How to run GWAS from UK Biobank efficiently on Hail

Thanks a lot, @danking! The whole time for running chr21 is about 12 minutes now.

Below is my current scripts:

import hail as hl
import pandas as pd
import os
import sys
chr = sys.argv[1]
pwd = ‘/test/imp_data/’
os.chdir(pwd)
data_path=‘/data/raw/UKB-41476/’
bgenFile = data_path+‘imp_data/ukb_imp_chr’+chr+‘_v3.bgen’
sampleFile = data_path+‘imp_data/ukb53562_imp_chr’+chr+‘_v3_s487296.sample’
mfiFile = data_path+‘imp_data/ukb_mfi_chr’+chr+‘_v3.txt’

initiate hail environment

hl.init(min_block_size=128)

import phenotype info

sample_info = hl.import_table(
pwd+‘/target_pheno_1190.csv’,
key=‘f_eid’,
types={
‘f_eid’:hl.tstr, ‘female’:hl.tbool, ‘age’:hl.tfloat64,
‘f_1190_0_0’:hl.tfloat64, ‘shift_worker’:hl.tbool,
‘PC1’:hl.tfloat64, ‘PC2’:hl.tfloat64,
‘PC3’:hl.tfloat64, ‘PC4’:hl.tfloat64
},
delimiter=‘,’
)
mfi_info = hl.import_table(
pwd+‘/mfi_info_chr’+chr+‘.tsv’,
types={
‘locus’:hl.tlocus(reference_genome=‘GRCh37’),
‘bp’:hl.tstr, ‘INFO’:hl.tfloat64
},
delimiter=‘\t’
)

mfi_info = mfi_info.key_by(
locus = mfi_info.locus,
alleles = mfi_info.alleles.split(‘,’)
)

import genotype information

genotype_info = hl.import_bgen(
path=bgenFile,
entry_fields=[‘GT’],
sample_file=sampleFile
)

add mfi information to variants

data=genotype_info.annotate_rows(mfi=mfi_info[genotype_info.row_key])
data=data.filter_rows(data.mfi.INFO>0.8)

varinat qc to get allele frequency

data = hl.variant_qc(data)

data = data.filter_rows(
(data.variant_qc.AF[1]>=0.001)
&(data.variant_qc.p_value_hwe>1e-10) # filter by HWE
)

add phenotype info to matrixTable columns

data=data.annotate_cols(pheno=sample_info[data.col.s])

filter out NA samples

data=data.filter_cols(~hl.is_nan(data.pheno.f_1190_0_0))
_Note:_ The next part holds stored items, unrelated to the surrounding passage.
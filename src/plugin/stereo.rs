use std::sync::Arc;

use tracing::debug;

use crate::atomic::{AtomicParam, ControlValue};
use crate::dsp::mix::equal_power_gains;
use crate::engine::AudioEngine;
use crate::error::{Error, Result};
use crate::plugin::{AudioEndpoints, DspPlugin};
use crate::port::{ControlPort, PortsBuilder};
use crate::unit::arithmetic::{INPUT_A, INPUT_B, INPUT_C};
use crate::unit::{Multiply, MultiplyAdd, PassThrough, PeakFollower, UnitId};

pub const URI: &str = "org.orpheus.stereo";
const PORT_START_INDEX: u32 = 120;

/// Most voice inputs one stereo bus accepts.
pub const MAX_VOICES: usize = 16;

const VOICE_INPUTS: [&str; MAX_VOICES] = [
    "voice0", "voice1", "voice2", "voice3", "voice4", "voice5", "voice6", "voice7", "voice8",
    "voice9", "voice10", "voice11", "voice12", "voice13", "voice14", "voice15",
];

/*
Stereo Bus
==========

Each voice enters through a PassThrough proxy and is panned with the
equal-power law (see `dsp/mix.rs`). The per-channel sum is a chain of
MultiplyAdd units, one per voice:

    voice0 ─▶ ×gL0 + 0 ─▶ ×gL1 + ─▶ ... ─▶ ×master_L ─▶ "left"  ─▶ PeakFollower
    voice1 ──────────────────┘
                                         ×master_R ─▶ "right"

Master gain and master pan are folded into one constant per channel:

    master_L = gain · cos(angle)      master_R = gain · sin(angle)

The peak follower watches the left channel after the master stage and is
started as a root so the meter runs even when nothing pulls it.
*/

struct Shared {
    pans: Vec<ControlValue>,
    voice_gains: Vec<(ControlValue, ControlValue)>,
    master_gain: ControlValue,
    master_pan: ControlValue,
    master_left: ControlValue,
    master_right: ControlValue,
    meter: ControlValue,
}

impl Shared {
    fn apply_pan(&self, voice: usize) {
        if let (Some(pan), Some((left, right))) =
            (self.pans.get(voice), self.voice_gains.get(voice))
        {
            let (l, r) = equal_power_gains(pan.get());
            left.set(l);
            right.set(r);
        }
    }

    fn apply_master(&self) {
        let gain = self.master_gain.get();
        let (l, r) = equal_power_gains(self.master_pan.get());
        self.master_left.set(gain * l);
        self.master_right.set(gain * r);
    }
}

fn param(value: f32) -> ControlValue {
    Arc::new(AtomicParam::new(value))
}

/// Pans and sums voices into a stereo pair with master gain, pan and a meter.
pub struct StereoPlugin {
    shared: Arc<Shared>,
    voices: usize,
    ports: Vec<ControlPort>,
    endpoints: AudioEndpoints,
    initialized: bool,
}

impl StereoPlugin {
    /// A bus with `voices` inputs (capped at [`MAX_VOICES`]).
    pub fn new(voices: usize) -> Self {
        let voices = voices.min(MAX_VOICES);
        let shared = Arc::new(Shared {
            pans: (0..voices).map(|_| param(0.0)).collect(),
            voice_gains: (0..voices).map(|_| (param(0.0), param(0.0))).collect(),
            master_gain: param(0.8),
            master_pan: param(0.0),
            master_left: param(0.0),
            master_right: param(0.0),
            meter: param(0.0),
        });
        for voice in 0..voices {
            shared.apply_pan(voice);
        }
        shared.apply_master();

        let mut ports = PortsBuilder::new(PORT_START_INDEX);
        for voice in 0..voices {
            let (get, set) = (Arc::clone(&shared), Arc::clone(&shared));
            ports
                .float(format!("pan_{voice}"))
                .name(format!("Voice {} Pan", voice + 1))
                .default(0.0)
                .range(-1.0, 1.0)
                .bind(
                    move || get.pans[voice].get(),
                    move |pan| {
                        set.pans[voice].set(pan);
                        set.apply_pan(voice);
                    },
                );
        }

        let (get, set) = (Arc::clone(&shared), Arc::clone(&shared));
        ports
            .float("master_gain")
            .name("Master Volume")
            .default(0.8)
            .range(0.0, 1.0)
            .bind(
                move || get.master_gain.get(),
                move |gain| {
                    set.master_gain.set(gain);
                    set.apply_master();
                },
            );

        let (get, set) = (Arc::clone(&shared), Arc::clone(&shared));
        ports
            .float("master_pan")
            .name("Master Pan")
            .default(0.0)
            .range(-1.0, 1.0)
            .bind(
                move || get.master_pan.get(),
                move |pan| {
                    set.master_pan.set(pan);
                    set.apply_master();
                },
            );

        Self {
            shared,
            voices,
            ports: ports.build(),
            endpoints: AudioEndpoints::new(),
            initialized: false,
        }
    }

    pub fn voice_count(&self) -> usize {
        self.voices
    }

    /// Left-channel peak after the master stage, updated once per block.
    pub fn peak_level(&self) -> f32 {
        self.shared.meter.get()
    }

    /// Current `(left, right)` gains of one voice.
    pub fn voice_gains(&self, voice: usize) -> Option<(f32, f32)> {
        self.shared
            .voice_gains
            .get(voice)
            .map(|(l, r)| (l.get(), r.get()))
    }

    pub fn voice_input_name(voice: usize) -> Option<&'static str> {
        VOICE_INPUTS.get(voice).copied()
    }

    fn build_channel(
        &self,
        engine: &mut AudioEngine,
        proxies: &[UnitId],
        gain_of: impl Fn(&(ControlValue, ControlValue)) -> &ControlValue,
        master: &ControlValue,
    ) -> Result<UnitId> {
        let mut previous: Option<UnitId> = None;
        for (proxy, gains) in proxies.iter().zip(&self.shared.voice_gains) {
            let stage = engine.add(MultiplyAdd::new())?;
            engine.connect(proxy.output(), stage.input(INPUT_A))?;
            engine.bind_constant(stage.input(INPUT_B), Arc::clone(gain_of(gains)))?;
            if let Some(previous) = previous {
                engine.connect(previous.output(), stage.input(INPUT_C))?;
            }
            previous = Some(stage);
        }

        let out = engine.add(Multiply::new())?;
        match previous {
            Some(sum) => engine.connect(sum.output(), out.input(INPUT_A))?,
            None => engine.set_constant(out.input(INPUT_A), 0.0)?,
        }
        engine.bind_constant(out.input(INPUT_B), Arc::clone(master))?;
        Ok(out)
    }
}

impl DspPlugin for StereoPlugin {
    fn uri(&self) -> &str {
        URI
    }

    fn initialize(&mut self, engine: &mut AudioEngine) -> Result<()> {
        if self.initialized {
            return Err(Error::AlreadyInitialized(URI.to_string()));
        }

        let mut proxies = Vec::with_capacity(self.voices);
        for _ in 0..self.voices {
            proxies.push(engine.add(PassThrough::new())?);
        }
        let left = self.build_channel(engine, &proxies, |g| &g.0, &self.shared.master_left)?;
        let right = self.build_channel(engine, &proxies, |g| &g.1, &self.shared.master_right)?;

        let meter = engine.add(PeakFollower::with_meter(Arc::clone(&self.shared.meter)))?;
        engine.connect(left.output(), meter.input(0))?;
        engine.start_unit(meter)?;

        for (name, proxy) in VOICE_INPUTS.iter().zip(&proxies) {
            self.endpoints.add_input(name, proxy.input(0));
        }
        self.endpoints.add_output("left", left.output());
        self.endpoints.add_output("right", right.output());
        self.initialized = true;
        debug!(uri = URI, voices = self.voices, "plugin initialized");
        Ok(())
    }

    fn ports(&self) -> &[ControlPort] {
        &self.ports
    }

    fn endpoints(&self) -> &AudioEndpoints {
        &self.endpoints
    }
}

#[cfg(test)]
mod tests {
    use super::*;
    use crate::config::EngineConfig;
    use crate::port::PortValue;
    use approx::assert_abs_diff_eq;

    fn setup(voices: usize) -> (AudioEngine, StereoPlugin) {
        let config = EngineConfig::default().with_sample_rate(1_000.0).with_block_size(16);
        let mut engine = AudioEngine::new(config).unwrap();
        let mut stereo = StereoPlugin::new(voices);
        stereo.initialize(&mut engine).unwrap();
        let (l, r) = (stereo.audio_output("left").unwrap(), stereo.audio_output("right").unwrap());
        engine.set_output(l, r).unwrap();
        (engine, stereo)
    }

    #[test]
    fn hard_panned_voices_land_on_their_side() {
        let (mut engine, stereo) = setup(2);
        stereo.set_port_value("master_gain", PortValue::Float(1.0));
        stereo.set_port_value("pan_0", PortValue::Float(-1.0));
        stereo.set_port_value("pan_1", PortValue::Float(1.0));
        engine.set_constant(stereo.audio_input("voice0").unwrap(), 0.4).unwrap();
        engine.set_constant(stereo.audio_input("voice1").unwrap(), 0.2).unwrap();

        engine.render_block();
        let (left, right) = engine.stereo_block();
        let master = std::f32::consts::FRAC_PI_4.cos();
        assert_abs_diff_eq!(left[0], 0.4 * master, epsilon = 1e-5);
        assert_abs_diff_eq!(right[0], 0.2 * master, epsilon = 1e-5);
    }

    #[test]
    fn meter_tracks_left_channel() {
        let (mut engine, stereo) = setup(1);
        engine.set_constant(stereo.audio_input("voice0").unwrap(), 0.5).unwrap();
        engine.render_block();
        let (left, _) = engine.stereo_block();
        assert_abs_diff_eq!(stereo.peak_level(), left[15], epsilon = 1e-6);
        assert!(stereo.peak_level() > 0.0);
    }

    #[test]
    fn voice_count_is_capped() {
        let stereo = StereoPlugin::new(40);
        assert_eq!(stereo.voice_count(), MAX_VOICES);
        assert_eq!(stereo.ports().len(), MAX_VOICES + 2);
        assert_eq!(StereoPlugin::voice_input_name(3), Some("voice3"));
    }
}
run association anaysis using linear regression

gwas = hl.linear_regression_rows(
y=data.pheno.f_1190_0_0,
x=data.GT.n_alt_alleles(),
covariates=[1.0,
data.pheno.female, # a logistic variable
data.pheno.shift_worker, # a logistic variable
data.pheno.age,
data.pheno.PC1,
data.pheno.PC2,
data.pheno.PC3,
data.pheno.PC4
],
pass_through=[data.variant_qc.AF,data.mfi.bp]
)

add allele freqency and rsid to gwas result

gwas = gwas.annotate(chr=hl.str(chr))

gwas = gwas.select(
‘n’, ‘beta’,
‘standard_error’,
‘p_value’, ‘chr’,
bp=hl.str(gwas.bp),
oa=gwas.alleles[0],
ea=gwas.alleles[1],
eaf=gwas.AF[1]
)

gwas.write(‘out_path/nap_chr’+chr+‘_gwas.ht’)
t = hl.read_table(‘out_path/nap_chr’+chr+‘_gwas.ht’)
t = t.key_by()
t = t.annotate(variant = hl.variant_str(t.locus, t.alleles))

t = t.select(
‘variant’,‘chr’,‘bp’,‘oa’,
‘ea’,‘eaf’,‘n’, ‘beta’,
‘standard_error’,‘p_value’
)

t.export(‘out_path/nap_chr’+chr+‘_gwas.tsv.bgz’, header=True, delimiter=‘\t’)
hl.stop()

Do you think it can be further improved? The current running time for a gwas is about 18 hours,which is slightly acceptable.